3 Myths About Noncompete Clauses in Maryland

3 Myths About Noncompete Clauses in Maryland

  • January 2, 2018
  • William Heyman
  • Comments Off on 3 Myths About Noncompete Clauses in Maryland

Most people have heard of noncompete agreements, but few are aware of their breadth and the specific kinds of interests they serve to protect. It is important for employers to be aware of the ways in which they can benefit from the implementation noncompete clauses into their employee contracts. If you are interested in drafting a noncompete agreement or one of your employees has breached a noncompete clause, contact a Baltimore business advisory attorney right away. William S. Heyman, a Maryland business litigation attorney at the Heyman Law Firm discusses 3 myths that are commonly held about noncompete agreements…

Myth #1: Noncompete Agreements are Unenforceable in Maryland

This is probably the biggest myth surrounding noncompete agreements, and it is simply not true. Noncompete agreements are enforceable if they meet the threshold defined by relevant Maryland case law. There are two interests that can be protected by a noncompete agreement:

  • Former employees partaking in unfair competition (e.g. providing subsequent employers with trade secret information)
  • Former employees provided the employer with unique services (e.g. soccer coach leaves employment at Company A’s camp to start his own camp)

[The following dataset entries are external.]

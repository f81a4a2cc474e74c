//! Conformance checks for the generated registry ontology.
//!
//! Re-reads every artifact `rorio-build` writes and checks it against its
//! format and against the primary document.
//!
//! | Artifact     | Checks                                                   |
//! |--------------|----------------------------------------------------------|
//! | `rorio.ofn`  | OWL 2 functional syntax re-parse, header, axiom shapes   |
//! | `rorio.ttl`  | Turtle 1.1 parse, counts match `rorio.ofn`               |
//! | `rorio.nt`   | N-Triples parse and line structure, agrees with Turtle   |
//! | `rorio.json` | JSON-LD `@context` prefixes, one `@graph` node per axiom |
//!
//! # Entry Point
//!
//! ```no_run
//! use std::path::Path;
//!
//! let report = rorio_conformance::run_all(Path::new("public"))?;
//! assert!(report.all_passed(), "{report}");
//! # Ok::<(), anyhow::Error>(())
//! ```

#![deny(
    clippy::unwrap_used,
    clippy::expect_used,
    clippy::panic,
    missing_docs,
    clippy::missing_errors_doc
)]

use std::path::Path;

pub mod report;
pub mod validators;

pub use report::{CheckResult, ConformanceReport, Severity};

/// Runs every validator over the artifacts directory.
///
/// The functional document is checked first; its counts feed the RDF and
/// JSON-LD comparisons, which are skipped when it does not parse.
///
/// # Errors
///
/// Returns an error only if an artifact exists but cannot be read, or if
/// the JSON-LD artifact is not JSON.
pub fn run_all(artifacts: &Path) -> anyhow::Result<ConformanceReport> {
    let (mut report, functional) = validators::functional::inspect(artifacts)?;
    report.extend(validators::rdf::validate(artifacts, functional.as_ref())?);
    report.extend(validators::jsonld::validate(artifacts, functional.as_ref())?);
    Ok(report)
}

A non-compete agreement will be enforced if a court finds:

  1. Adequate consideration to support the contract;
  2. The agreement was ancillary to the employment contract;
  3. Limited in geographic scope and duration; and
  4. The agreement does not impose an undue hardship on the employee and it is not against public policy

Maryland follows the “blue pencil doctrine” where a noncompete agreement may be enforced even if a court finds that part of it is voidable. The unenforceable provision will be removed or revised as long as it can be easily severed and will not have to be rewritten or supplemented.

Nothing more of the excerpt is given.